Wherever "Debug" turns up in the entries, copy out the line that holds it.

**Exercise input**
::::::
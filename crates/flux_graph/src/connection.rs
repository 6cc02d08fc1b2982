// SPDX-License-Identifier: MIT OR Apache-2.0
//! Connection (edge) definitions for the graph.

use crate::block::BlockId;
use crate::port::PortId;
use serde::{Deserialize, Serialize};
use uuid::Uuid;

/// Unique identifier for a connection
#[derive(Debug, Clone, Copy, PartialEq, Eq, Hash, Serialize, Deserialize)]
pub struct ConnectionId(pub Uuid);

impl ConnectionId {
    /// Create a new random connection ID
    pub fn new() -> Self {
        Self(Uuid::new_v4())
    }
}

impl Default for ConnectionId {
    fn default() -> Self {
        Self::new()
    }
}

/// A directed edge from an output port to an input port.
///
/// `block` is the nearest scope containing both endpoints; the mutators on
/// [`Program`](crate::Program) keep it consistent.
#[derive(Debug, Clone, PartialEq, Eq)]
pub struct Connection {
    /// Unique connection ID
    pub id: ConnectionId,
    /// Source output port
    pub source: PortId,
    /// Destination input port
    pub destination: PortId,
    /// Owning block
    pub block: BlockId,
}

impl Connection {
    pub(crate) fn new(source: PortId, destination: PortId, block: BlockId) -> Self {
        Self {
            id: ConnectionId::new(),
            source,
            destination,
            block,
        }
    }
}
::::::
**Solution for this task**
#[derive(Debug, Clone, Copy, PartialEq, Eq, Hash, Serialize, Deserialize)]
#[derive(Debug, Clone, PartialEq, Eq)]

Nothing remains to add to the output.